McLaren also points out that Leviticus is silent as to what to do with people who are schizophrenic or have diabetes. "Those were concepts that were just unknown to the authors of that book. How does a fundamentalist deal with that?" Ultimately, McLaren argues that "the moral movement should be one that moves from the law to love. Love and loving the other as we love ourselves. Take that love and that "law" and apply to everything."

McLaren uses two devices to argue that Christians, as technically more evolved on humanity's moral spectrum, should include the LGBT community as equals, no questions asked. First McLaren quotes a story that most Christians would not even notice or ever mention. In Acts of the Apostles 8:37, Philip, one of the disciples of Jesus comes across an Ethiopian eunuch on his way from the Temple in Jerusalem where he has been denied access to worship because he is both black and sexually deviant according to traditional Jewish law. Philip acts fast and immediately tells this man about Jesus and is ordered, by God, to baptize this sexual outcast into the faith, just as he is.

Second, McClaren takes aim at Paul's Letter to the Romans. The letter begins with what initially appears to be admonishment against gay people. But McLaren points out that Paul is not writing a constitution but is in effect, trying to get his point across. In other words, the admonishment is St. Paul's reverse psychology. He's saying, "Yes, look at these gays and the idolotars and the other freak show going on here.
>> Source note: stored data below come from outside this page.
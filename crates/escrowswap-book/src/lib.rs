//! # escrowswap-book
//!
//! **Order Book**: fixed-price bilateral swap orders backed by escrow in
//! the [`BalanceLedger`](escrowswap_ledger::BalanceLedger).
//!
//! ## Architecture
//!
//! 1. **OrderBook**: order records, the id counter, and the transfer
//!    choreography for create / cancel / fulfill
//! 2. **EventJournal**: hash-chained log of every emitted [`SwapEvent`](escrowswap_types::SwapEvent)
//! 3. **SwapEngine**: owns ledger, book, journal and custody; the single
//!    entry point for callers
//! 4. **SharedSwapEngine**: `SwapEngine` behind one mutex, so every public
//!    operation is linearizable across threads
//!
//! ## Order Flow
//!
//! ```text
//! create:  ledger.debit(seller, sell)                       → ACTIVE
//! cancel:  ledger.credit(seller, sell)                      → CANCELLED
//! fulfill: ledger.debit(buyer, buy) → credit(seller, buy)
//!          → credit(buyer, sell)                            → FULFILLED
//! ```

pub mod engine;
pub mod journal;
pub mod order_book;
#[cfg(test)]
mod test_support;

pub use engine::{SharedSwapEngine, SwapEngine};
pub use journal::{EventJournal, JournalEntry};
pub use order_book::OrderBook;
It's so good of you to point this out. Oh wait. You mean, you're all doing it to? Interesting." St. Paul is basically chastising the Romans for being too judgey. Rather than admonishing their use of statutes or gay sex, he's more concerned with the early Christians becoming too judgmental and less inclusive. "We should be reading the text in its entirety," said McLaren.

McLaren also points out that due to the changing landscape of modern living, the way that even heterosexuals express their sexuality is radically different from two or three thousand years ago. "By coming out of the closet regarding their homosexuality, gay folks may help the rest of us come out of the closet regarding our sexuality. And that is important, because the no longer we hide from the truth of our sexuality —in all its beauty and agony, in all of its passion and pain- the sicker we will be as religious communities, as cultures and as a global society."